Смущаясь, Даниэль с неохотой поведал:

— Сегодня я как всегда проходил мимо завода. А молодые рабочие устроили на улице потасовку.

— И ты попал под горячую руку?

Даниэль кивнул и инстинктивно прикоснулся к ноющей ране:

— Они кричали что-то про еврея Толлера и его еврейское правительство и что иудо-марксисты отнимают у них страну. Наверное, они приняли меня за еврея, — и неуверенно добавил, — или марксиста.

Профессор Метц понимающе кивнул и спросил только:

— А ты увлекаешься марксизмом?

— Нет, — пожал плечами Гольдхаген, — политика мне не особо интересна. Пожалуй, даже совсем неинтересна.

Профессор услышал в коридоре приближающиеся шаги и окликнул дочь:

— Сандра, иди сюда. И захвати марлю со спиртом.

— Да нет, не стоит, — тут же засуетился молодой человек, — ничего серьёзного со мной ведь не случилось.

Но профессор дал знак молчать и не сопротивляться. Когда Сандра обрабатывала скромные боевые раны Даниэля, их взгляды встретились. Впервые они были так близки друг к другу. Впервые Сандра прикасалась к Даниэлю бережными, почти невесомыми движениями. Впервые он ответил на её взгляд своим, полным нежности и ласки. Сандра уже видела его таким, но тогда рядом с Даниэлем была Лили. Прежняя Лили. Сейчас же отчего-то Даниэль не спешил искать встреч со своей похорошевшей невестой, зато упорно делал вид, что навещает в их доме исключительно своего учителя.

А Лили поправилась, и уже ничто не напоминало о её недуге, разве что внешний вид. Порою Сандре казалось, что это не её любимая Лиза, а совсем другой человек, и дело тут было не только во внешности. Она помнила, как раньше на прогулках незнакомые люди приветливо улыбались им обеим — милым близнецам. Теперь же прохожие, особенно мужчины, обращали внимание исключительно на Лили, и ей это внимание несказанно нравилось. Словно чувствуя свою власть над мужчинами Лили одаривала их самыми разными улыбками — от скромной и приветливой до многообещающей и дерзкой. Порою молодые и не очень незнакомцы заискивающе заговаривали с ней, и Лили кокетливо поддерживала с ними мимолётную беседу.

— Лили, — укоризненно говорила ей сестра, — как ты можешь так?

— Что могу? — непонимающе хлопала та пушистыми ресницами. — Мы всего лишь разговаривали. Это ничего не значит.
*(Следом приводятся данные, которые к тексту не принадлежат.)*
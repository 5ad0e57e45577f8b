/*
 * Copyright (c) godot-rust; Bromeon and contributors.
 * This Source Code Form is subject to the terms of the Mozilla Public
 * License, v. 2.0. If a copy of the MPL was not distributed with this
 * file, You can obtain one at https://mozilla.org/MPL/2.0/.
 */

//! Integration tests of the bridge, run against the loopback engine.
//!
//! The library itself is an extension like any other: it declares user classes and an entry point. The tests in `tests/` load
//! it into the [`loopback`] engine and drive it from the engine side.

use gdbridge::prelude::*;
use gdbridge::sys::{self, MethodSpec, ParamMeta, ReturnMeta, VariantType};

pub mod framework;
pub mod loopback;

mod classes;

pub use classes::*;

/// Engine methods that only the loopback engine provides, for calls that exercise the frame encoder directly.
pub static LOOPBACK_METHODS: &[MethodSpec] = &[MethodSpec::class(
    "Object",
    "loopback_check",
    1001,
    &[
        ParamMeta::value("value", VariantType::Int),
        ParamMeta::value("text", VariantType::String),
    ],
    ReturnMeta::value(VariantType::Bool),
)];

pub struct IntegrationTests;

unsafe impl ExtensionLibrary for IntegrationTests {
    fn min_level() -> InitLevel {
        InitLevel::Scene
    }

    fn extra_method_specs() -> Vec<&'static [MethodSpec]> {
        vec![LOOPBACK_METHODS]
    }

    fn register_classes(registrar: &mut ClassRegistrar) -> Result<(), RegisterError> {
        registrar.register::<VirtualRecorder>()?;
        registrar.register::<PropertyBag>()?;
        registrar.register::<Counter>()?;

        // Registrations that must fail. Their errors are kept for inspection instead of aborting the others.
        record_register_result(registrar.register::<WrongSignature>());
        record_register_result(registrar.register::<UnknownVirtual>());
        record_register_result(registrar.register::<DuplicateVirtual>());
        record_register_result(registrar.register::<VirtualRecorder>());
        Ok(())
    }

    fn on_level_init(level: InitLevel) {
        framework::record_level(level, true);
    }

    fn on_level_deinit(level: InitLevel) {
        framework::record_level(level, false);
    }
}

gdextension_entry!(IntegrationTests, itest_init);

static REGISTER_ERRORS: sys::Global<Vec<RegisterError>> = sys::Global::default();

fn record_register_result(result: Result<(), RegisterError>) {
    if let Err(err) = result {
        REGISTER_ERRORS.lock().push(err);
    }
}

/// Errors of the registrations that `register_classes` expects to fail, in registration order.
pub fn register_errors() -> Vec<RegisterError> {
    REGISTER_ERRORS.lock().clone()
}
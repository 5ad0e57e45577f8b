/*
 * Copyright (c) godot-rust; Bromeon and contributors.
 * This Source Code Form is subject to the terms of the Mozilla Public
 * License, v. 2.0. If a copy of the MPL was not distributed with this
 * file, You can obtain one at https://mozilla.org/MPL/2.0/.
 */

//! Shared helpers of the integration tests.

use std::panic;
use std::sync::{Mutex, MutexGuard, OnceLock};

use gdbridge::init::InitLevel;
use gdbridge::sys::Global;

use crate::loopback::{self, LoadedLibrary};

static SERIAL: Mutex<()> = Mutex::new(());
static LIBRARY: OnceLock<LoadedLibrary> = OnceLock::new();
static LEVELS: Global<Vec<(InitLevel, bool)>> = Global::default();

/// Serializes tests within one test binary.
///
/// The engine state is process-wide, and panic handling swaps the global panic hook, so tests must not interleave.
pub fn serial() -> MutexGuard<'static, ()> {
    // A failed test poisons the mutex; the others still run.
    SERIAL.lock().unwrap_or_else(|poisoned| poisoned.into_inner())
}

/// Loads the itest library into the loopback engine and initializes all levels, once per process.
///
/// # Panics
/// If the engine rejects the library.
pub fn ensure_loaded() -> &'static LoadedLibrary {
    LIBRARY.get_or_init(|| {
        // SAFETY: `itest_init` is the entry point generated for this library; it is the only library in this process.
        let library = unsafe { loopback::load_library(crate::itest_init) };
        let library = library.unwrap_or_else(|| {
            panic!("loopback engine rejected the itest library: {:?}", loopback::take_errors())
        });

        library.initialize_levels();
        library
    })
}

pub(crate) fn record_level(level: InitLevel, initialized: bool) {
    LEVELS.lock().push((level, initialized));
}

/// Levels that the library was notified about, in order: `(level, true)` on init and `(level, false)` on deinit.
pub fn level_events() -> Vec<(InitLevel, bool)> {
    LEVELS.lock().clone()
}

/// Runs `callback` with the panic hook silenced.
pub fn suppress_panic_log<R>(callback: impl FnOnce() -> R) -> R {
    let prev_hook = panic::take_hook();
    panic::set_hook(Box::new(|_panic_info| { /* suppress panic hook; do nothing */ }));

    let res = callback();
    panic::set_hook(prev_hook);
    res
}

pub fn expect_panic(context: &str, code: impl FnOnce()) {
    // Generally, types should be unwind safe, and this helps ergonomics in testing (especially around &mut in expect_panic closures).
    let code = panic::AssertUnwindSafe(code);
    let panic = suppress_panic_log(move || panic::catch_unwind(code));

    assert!(
        panic.is_err(),
        "code should have panicked but did not: {context}",
    );
}

/// Asserts that the engine log contains an error with `fragment`, and clears the log.
#[track_caller]
pub fn expect_error_logged(fragment: &str) {
    let errors = loopback::take_errors();
    assert!(
        errors.iter().any(|error| error.contains(fragment)),
        "expected an error containing {fragment:?}, got: {errors:#?}"
    );
}

/// Asserts that no errors were logged since the last check.
#[track_caller]
pub fn expect_no_errors() {
    let errors = loopback::take_errors();
    assert!(errors.is_empty(), "unexpected errors: {errors:#?}");
}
А Сандра слушала и не узнавала сестру. Ещё никогда она не видела её такой легкомысленной и вместе с тем раскованной. Беззастенчиво она принимала записки от поклонников и завязывала с ними не только переписку, но даже соглашалась на встречи. И за всё это время Лили ни разу не вспомнила о несчастном Даниэле.

Но если бы изменения ограничились только внешностью и характером… Лили совсем перестала есть и спать. Сандру это очень пугало, но отец успокаивал её, объяснив, что у любой болезни есть свои последствия. Вот только лекарство от болезни было выбрано очень странным: раз в неделю отец приводил в дом донора для переливания крови, расплачиваясь с ним условленной суммой.

«Преображенный человек не должен испытывать нужды в пище», — цитировал он слова некоего Николая Фёдоровича. Что ж, так оно и получилось — новую Лили прежняя пища, действительно, больше не интересовала.

— Всё так изменилось, — с лучащимся взглядом поведала Лили сестре.

— Ты права, — понуро согласила та.

— Да нет же, — рассмеялась девушка. — Сейчас мне так хорошо. Столько новых ощущений. Как будто у меня выросли крылья, и я могу совершить невозможное. День сменяет ночь и снова настаёт день, а я не замечаю этого. Я ведь совсем не хочу спать, и из-за этого мне начинает казаться, что я живу в одном нескончаемом дне. Я буквально чувствую, что мне подвластно время, а оно свою власть надо мной утратило, и я как будто бессмертна… Правда, по ночам бывает жутко скучно. Ты спишь, тётя Гертруда тоже. А так хочется с кем-нибудь поговорить.

Но Сандру интересовали не новые ощущения сестры, а её дальнейшие планы на жизнь. Сандра спросила прямо:

— А как же Даниэль?

Лили только отвела глаза и строго произнесла:

— Разве ты не помнишь? Вы оба обещали мне…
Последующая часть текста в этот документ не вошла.